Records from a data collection
- - - - -
//! HTTP server setup and configuration.
//!
//! # Responsibilities
//! - Create the Axum Router with a single catch-all handler
//! - Wire up middleware (request ID, tracing, timeout)
//! - Buffer request bodies that a predicate reads and hand them to the dispatcher
//! - Log and record metrics for every request
//! - Serve until the shutdown signal fires
//!
//! # Design Decisions
//! - The body is only read when the resolved endpoint has a predicate that
//!   inspects it; unknown routes and body-blind endpoints never see 413
//! - A body over the limit is 413, any other read failure is 400

use std::sync::Arc;
use std::time::{Duration, Instant};

use axum::{
    body::{Body, Bytes, HttpBody},
    extract::State,
    http::{request::Parts, Request, StatusCode},
    response::{IntoResponse, Response},
    BoxError, Router,
};
use http_body_util::{BodyExt, LengthLimitError, Limited};
use tokio::net::TcpListener;
use tokio::sync::broadcast;
use tower_http::{
    request_id::{PropagateRequestIdLayer, SetRequestIdLayer},
    timeout::TimeoutLayer,
    trace::TraceLayer,
};

use crate::config::RuntimeConfig;
use crate::http::request::{StubRequest, UuidRequestId};
use crate::http::sink::{BufferedResponse, InstrumentedWriter};
use crate::observability::metrics;
use crate::observability::tracing::RequestSpan;
use crate::routing::{dispatch, RouteTable};

/// Application state injected into handlers.
#[derive(Clone)]
pub struct AppState {
    pub table: Arc<RouteTable>,
    pub max_body_bytes: usize,
}

/// HTTP server for the stub.
pub struct HttpServer {
    router: Router,
    table: Arc<RouteTable>,
}

impl HttpServer {
    /// Create a new HTTP server serving the given route table.
    pub fn new(table: RouteTable, config: &RuntimeConfig) -> Self {
        let table = Arc::new(table);
        let state = AppState {
            table: table.clone(),
            max_body_bytes: config.limits.max_body_bytes,
        };

        let router = Self::build_router(config, state);
        Self { router, table }
    }

    /// Build the Axum router with all middleware layers.
    #[allow(deprecated)]
    fn build_router(config: &RuntimeConfig, state: AppState) -> Router {
        Router::new()
            .fallback(stub_handler)
            .with_state(state)
            .layer(TimeoutLayer::new(Duration::from_secs(config.timeouts.request_secs)))
            .layer(TraceLayer::new_for_http().make_span_with(RequestSpan))
            .layer(PropagateRequestIdLayer::x_request_id())
            .layer(SetRequestIdLayer::x_request_id(UuidRequestId))
    }

    /// The router, for serving through something other than [`HttpServer::run`].
    pub fn router(&self) -> Router {
        self.router.clone()
    }

    /// Run the server, accepting connections on the given listener until
    /// a shutdown signal arrives.
    pub async fn run(
        self,
        listener: TcpListener,
        mut shutdown: broadcast::Receiver<()>,
    ) -> Result<(), std::io::Error> {
        let addr = listener.local_addr()?;
        tracing::info!(
            address = %addr,
            routes = self.table.len(),
            "HTTP server starting"
        );

        axum::serve(listener, self.router)
            .with_graceful_shutdown(async move {
                let _ = shutdown.recv().await;
                tracing::info!("Shutdown signal received, draining connections");
            })
            .await?;

        tracing::info!("HTTP server stopped");
        Ok(())
    }
}

/// Catch-all handler: buffers the body if needed and dispatches against
/// the route table.
async fn stub_handler(State(state): State<AppState>, request: Request<Body>) -> Response {
    let start_time = Instant::now();
    let (parts, body) = request.into_parts();

    let method = parts.method.clone();
    let path = parts.uri.path().to_string();

    let body = if needs_body(&state.table, &parts) {
        match read_body(body, state.max_body_bytes).await {
            Ok(bytes) => bytes,
            Err(e) => {
                let status = body_error_status(&e);
                tracing::warn!(
                    method = %method,
                    path = %path,
                    status = status.as_u16(),
                    error = %e,
                    "Failed to read request body"
                );
                let outcome = if status == StatusCode::PAYLOAD_TOO_LARGE {
                    "body_too_large"
                } else {
                    "body_unreadable"
                };
                metrics::record_request(&method, status.as_u16(), outcome, start_time);
                return status.into_response();
            }
        }
    } else {
        Bytes::new()
    };

    let request = StubRequest::new(parts, body);
    let mut writer = InstrumentedWriter::new(BufferedResponse::new());

    let outcome = match dispatch(&state.table, &request, &mut writer) {
        Ok(outcome) => outcome,
        Err(e) => {
            tracing::error!(
                request_id = %request.request_id(),
                method = %method,
                path = %path,
                error = %e,
                "Failed to write response"
            );
            metrics::record_request(&method, 500, "write_failed", start_time);
            return StatusCode::INTERNAL_SERVER_ERROR.into_response();
        }
    };

    let status = writer.status();
    tracing::info!(
        request_id = %request.request_id(),
        method = %method,
        path = %path,
        status = status.as_u16(),
        bytes = writer.bytes_written(),
        outcome = outcome.as_str(),
        elapsed_ms = start_time.elapsed().as_millis() as u64,
        "Request handled"
    );
    metrics::record_request(&method, status.as_u16(), outcome.as_str(), start_time);

    writer.into_inner().into_response()
}

/// Whether the endpoint this request resolves to has a predicate that reads
/// the body. Unresolved requests are answered without it.
fn needs_body(table: &RouteTable, parts: &Parts) -> bool {
    table
        .resolve(parts.uri.path(), &parts.method)
        .map(|endpoint| endpoint.predicates().reads_body(&parts.method, &parts.headers))
        .unwrap_or(false)
}

/// Collect at most `limit` bytes of body.
async fn read_body<B>(body: B, limit: usize) -> Result<Bytes, BoxError>
where
    B: HttpBody,
    B::Error: Into<BoxError>,
{
    let collected = Limited::new(body, limit).collect().await?;
    Ok(collected.to_bytes())
}

fn body_error_status(error: &BoxError) -> StatusCode {
    if error.is::<LengthLimitError>() {
        StatusCode::PAYLOAD_TOO_LARGE
    } else {
        StatusCode::BAD_REQUEST
    }
}

#[cfg(test)]
mod tests {
    use super::*;
    use crate::config::parse_config;
    use axum::http::header;
    use std::path::Path;
    use tower::ServiceExt;

    const CONFIG: &str = r#"
endpoints:
  - url: /echo
    method: POST
    description: echo check
    cors: "*"
    validation:
      json:
        - { key: ok, value: true }
    response:
      status: 202
      data: ZG9uZQ==
  - url: /upload
    method: POST
    description: accepts anything
    response:
      status: 201
  - url: /login
    method: POST
    validation:
      params:
        - { key: user, value: alice }
    response:
      status: 204
"#;

    fn server(max_body_bytes: usize) -> HttpServer {
        let config = parse_config(CONFIG).unwrap();
        let table = RouteTable::from_config(&config, Path::new("")).unwrap();
        let mut runtime = RuntimeConfig::default();
        runtime.limits.max_body_bytes = max_body_bytes;
        HttpServer::new(table, &runtime)
    }

    async fn send(server: &HttpServer, request: Request<Body>) -> (StatusCode, Response) {
        let response = server.router().oneshot(request).await.unwrap();
        (response.status(), response)
    }

    #[tokio::test]
    async fn test_served_with_cors_and_request_id() {
        let server = server(1024);
        let request = Request::post("/echo").body(Body::from(r#"{"ok":true}"#)).unwrap();

        let (status, response) = send(&server, request).await;
        assert_eq!(status, StatusCode::ACCEPTED);
        assert_eq!(response.headers()["access-control-allow-origin"], "*");
        assert_eq!(response.headers()["access-control-allow-method"], "POST");
        assert!(response.headers().contains_key("x-request-id"));

        let body = axum::body::to_bytes(response.into_body(), 1024).await.unwrap();
        assert_eq!(body.as_ref(), b"done");
    }

    #[tokio::test]
    async fn test_client_request_id_is_kept() {
        let server = server(1024);
        let request = Request::get("/nowhere")
            .header("x-request-id", "abc-123")
            .body(Body::empty())
            .unwrap();

        let (status, response) = send(&server, request).await;
        assert_eq!(status, StatusCode::NOT_FOUND);
        assert_eq!(response.headers()["x-request-id"], "abc-123");
        assert_eq!(response.headers()[header::CONTENT_TYPE], "text/plain; charset=utf-8");
    }

    #[tokio::test]
    async fn test_rejected() {
        let server = server(1024);
        let request = Request::post("/echo").body(Body::from("nope")).unwrap();

        let (status, response) = send(&server, request).await;
        assert_eq!(status, StatusCode::FORBIDDEN);
        let body = axum::body::to_bytes(response.into_body(), 1024).await.unwrap();
        assert_eq!(body.as_ref(), b"Forbidden\n");
    }

    #[tokio::test]
    async fn test_body_too_large() {
        let server = server(4);
        let request = Request::post("/echo").body(Body::from(r#"{"ok":true}"#)).unwrap();

        let (status, _) = send(&server, request).await;
        assert_eq!(status, StatusCode::PAYLOAD_TOO_LARGE);
    }

    #[tokio::test]
    async fn test_oversized_body_to_unknown_route_is_not_found() {
        let server = server(4);
        let request = Request::post("/nowhere").body(Body::from("x".repeat(64))).unwrap();

        let (status, response) = send(&server, request).await;
        assert_eq!(status, StatusCode::NOT_FOUND);
        let body = axum::body::to_bytes(response.into_body(), 1024).await.unwrap();
        assert_eq!(body.as_ref(), b"Not Found\n");

        let request = Request::put("/echo").body(Body::from("x".repeat(64))).unwrap();
        let (status, _) = send(&server, request).await;
        assert_eq!(status, StatusCode::NOT_FOUND);
    }

    #[tokio::test]
    async fn test_oversized_body_ignored_when_no_predicate_reads_it() {
        let server = server(4);
        let request = Request::post("/upload").body(Body::from("x".repeat(64))).unwrap();

        let (status, _) = send(&server, request).await;
        assert_eq!(status, StatusCode::CREATED);
    }

    #[tokio::test]
    async fn test_form_body_read_only_for_form_requests() {
        let small = server(4);
        let roomy = server(1024);

        let request = Request::post("/login?user=alice")
            .header(header::CONTENT_TYPE, "application/json")
            .body(Body::from("x".repeat(64)))
            .unwrap();
        let (status, _) = send(&small, request).await;
        assert_eq!(status, StatusCode::NO_CONTENT);

        let request = Request::post("/login")
            .header(header::CONTENT_TYPE, "application/x-www-form-urlencoded")
            .body(Body::from("user=alice&padding=xxxxxxxx"))
            .unwrap();
        let (status, _) = send(&small, request).await;
        assert_eq!(status, StatusCode::PAYLOAD_TOO_LARGE);

        let request = Request::post("/login")
            .header(header::CONTENT_TYPE, "application/x-www-form-urlencoded")
            .body(Body::from("user=alice"))
            .unwrap();
        let (status, _) = send(&roomy, request).await;
        assert_eq!(status, StatusCode::NO_CONTENT);
    }

    #[tokio::test]
    async fn test_body_read_errors() {
        let err = read_body(Body::from("too long"), 3).await.unwrap_err();
        assert_eq!(body_error_status(&err), StatusCode::PAYLOAD_TOO_LARGE);

        let bytes = read_body(Body::from("fits"), 4).await.unwrap();
        assert_eq!(bytes.as_ref(), b"fits");

        let reset: BoxError = std::io::Error::new(std::io::ErrorKind::ConnectionReset, "reset").into();
        assert_eq!(body_error_status(&reset), StatusCode::BAD_REQUEST);
    }
}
- - - - -
# Task goal:
Take from the entries every line that has the string "echo".

# Task output:
  - url: /echo
    description: echo check
        let request = Request::post("/echo").body(Body::from(r#"{"ok":true}"#)).unwrap();
        let request = Request::post("/echo").body(Body::from("nope")).unwrap();
        let request = Request::post("/echo").body(Body::from(r#"{"ok":true}"#)).unwrap();
        let request = Request::put("/echo").body(Body::from("x".repeat(64))).unwrap();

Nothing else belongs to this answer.